ZihanWangKi/CrossWeigh

Number of differences between CoNLL++ and CoNLL2003 test sets

alexeyev opened this issue · 3 comments

Dear colleagues, thank your work and for releasing the code and the data!

I have converted both original and corrected CoNLL2003 test sets into labeled one-line sequences; this resulted in 168 'diffs', while the README states there should be 186 sentences that differ from the original test set. Can this be a misprint?

Thank you.

Hi,

I checked the conllpp_test.txt in the data/ folder and the conll dataset from https://huggingface.co/datasets/conll2003/blob/main/conll2003.py.
I wrote something like

a = open("conllpp_test.txt", "r").readlines()
b = open("test.txt", "r").readlines()
total = 0
cur = 0
for _a, _b in zip(a, b):
    _a = _a.strip().split(" ")[-1]
    _b = _b.strip().split(" ")[-1]
    if len(_a) == 0:
        total += cur
        cur = 0
    elif _a != _b:
        cur = 1
if cur:
    total += cur
print(total)

and the output is 186. Do you spot anything different than what you tried?

Thank you for such a swift response -- and sorry for bothering you.
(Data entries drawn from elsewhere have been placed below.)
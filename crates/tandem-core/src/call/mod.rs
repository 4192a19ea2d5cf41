//! Call signaling engine.
//!
//! Single-instance state machine negotiating one peer-to-peer call over the
//! relay's signal channel. Pure: intents, inbound signals and backend
//! completions go in, [`CallAction`]s come out.
//!
//! # State Machine
//!
//! ```text
//! outgoing: Idle ──start──> Connecting ──offer published──> Ringing ──answer──> Connected
//! incoming: Idle ──offer──> Ringing ──accept──> Connecting ──peer connected──> Connected
//! any active state ──end/reject/remote end/failure/ring timeout/relay lost──> Ended
//! Ended ──reset──> Idle
//! ```
//!
//! Every backend action carries the session's [`CallId`]. Completions for a
//! call that is no longer current are stale: the engine answers them with
//! release actions so late resources never leak.

pub mod media;

use std::{fmt, ops::Sub, time::Duration};

use tandem_proto::{IceCandidate, SessionDescription, Signal, SignalKind, UserId};

use self::media::{LocalMedia, MediaError, PeerEvent, PeerState, TrackKind};
use crate::error::CallError;

/// Ringing window before an unanswered call ends.
pub const DEFAULT_RING_TIMEOUT: Duration = Duration::from_secs(45);

/// Interval between remote-video liveness probes.
pub const DEFAULT_LIVENESS_INTERVAL: Duration = Duration::from_secs(5);

/// Remote candidates held while the peer connection does not exist yet.
pub const DEFAULT_CANDIDATE_BUFFER: usize = 64;

/// Identifies one call attempt. Monotonic per engine.
#[derive(Debug, Clone, Copy, PartialEq, Eq, Hash, PartialOrd, Ord)]
pub struct CallId(pub u64);

impl fmt::Display for CallId {
    fn fmt(&self, f: &mut fmt::Formatter<'_>) -> fmt::Result {
        write!(f, "call-{}", self.0)
    }
}

/// Call status.
#[derive(Debug, Clone, Copy, PartialEq, Eq, Hash)]
pub enum CallStatus {
    /// No call
    Idle,
    /// Acquiring media and negotiating
    Connecting,
    /// Offer delivered, waiting for the callee (or the local user) to answer
    Ringing,
    /// Media path up
    Connected,
    /// Call over, waiting for reset
    Ended,
}
//! Observable state snapshots for invariant checking.
//!
//! Snapshots capture what each client publishes to its presentation layer,
//! plus what its media backend still holds. Invariants operate on snapshots
//! rather than live state so every check sees one consistent moment.

use tandem_app::Snapshot;
use tandem_proto::UserId;

/// Snapshot of the whole simulated system.
#[derive(Debug, Clone, Default)]
pub struct SystemSnapshot {
    /// Per-client state snapshots.
    pub clients: Vec<ClientSnapshot>,
}

impl SystemSnapshot {
    /// Create an empty snapshot (no clients).
    pub fn empty() -> Self {
        Self::default()
    }

    /// Create a snapshot with a single client.
    pub fn single(client: ClientSnapshot) -> Self {
        Self { clients: vec![client] }
    }

    /// Create a snapshot from multiple clients.
    pub fn from_clients(clients: Vec<ClientSnapshot>) -> Self {
        Self { clients }
    }

    /// Add a client snapshot.
    pub fn add_client(&mut self, client: ClientSnapshot) {
        self.clients.push(client);
    }

    /// Client signed in as `user`, if any.
    pub fn client(&self, user: UserId) -> Option<&ClientSnapshot> {
        self.clients.iter().find(|c| c.state.user == Some(user))
    }
}

/// One client's observable state.
#[derive(Debug, Clone, Default)]
pub struct ClientSnapshot {
    /// Label used in violation messages.
    pub label: String,
    /// Published view model.
    pub state: Snapshot,
    /// Media tracks not yet stopped.
    pub live_tracks: usize,
    /// Peer connections still open.
    pub open_peers: usize,
}

impl ClientSnapshot {
    /// Snapshot of a client without media.
    pub fn new(label: impl Into<String>, state: Snapshot) -> Self {
        Self { label: label.into(), state, ..Self::default() }
    }

    /// Record what the media backend still holds.
    #[must_use]
    pub fn with_media(mut self, live_tracks: usize, open_peers: usize) -> Self {
        self.live_tracks = live_tracks;
        self.open_peers = open_peers;
        self
    }
}

#[cfg(test)]
mod tests {
    use super::*;

    #[test]
    fn empty_snapshot() {
        let snapshot = SystemSnapshot::empty();
        assert!(snapshot.clients.is_empty());
    }

    #[test]
    fn lookup_by_signed_in_user() {
        let user = UserId::new(3).unwrap();
        let state = Snapshot { user: Some(user), ..Snapshot::default() };
        let mut system = SystemSnapshot::single(ClientSnapshot::new("anon", Snapshot::default()));
        system.add_client(ClientSnapshot::new("carol", state).with_media(2, 1));

        let carol = system.client(user).unwrap();
        assert_eq!(carol.label, "carol");
        assert_eq!((carol.live_tracks, carol.open_peers), (2, 1));
    }
}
Running your script against the original test.txt and conllpp_test.txt does output 186.

I convert the original markup into sentences that look like this:
[ Leeds ]ORG had already fined [ Bowyer ]PER 4,000 pounds ( $ 6,600 ) and warned him a repeat of his criminal behaviour could cost him his place in the side .

So it seems that some of the tagging errors in test.txt you have corrected to build CoNLL++ simply don't exist after the conversion. Or, maybe, I have a bug in the conversion script :) Will check. Thanks again.

how did you prepare dataset, where did you annotate that for custom data training?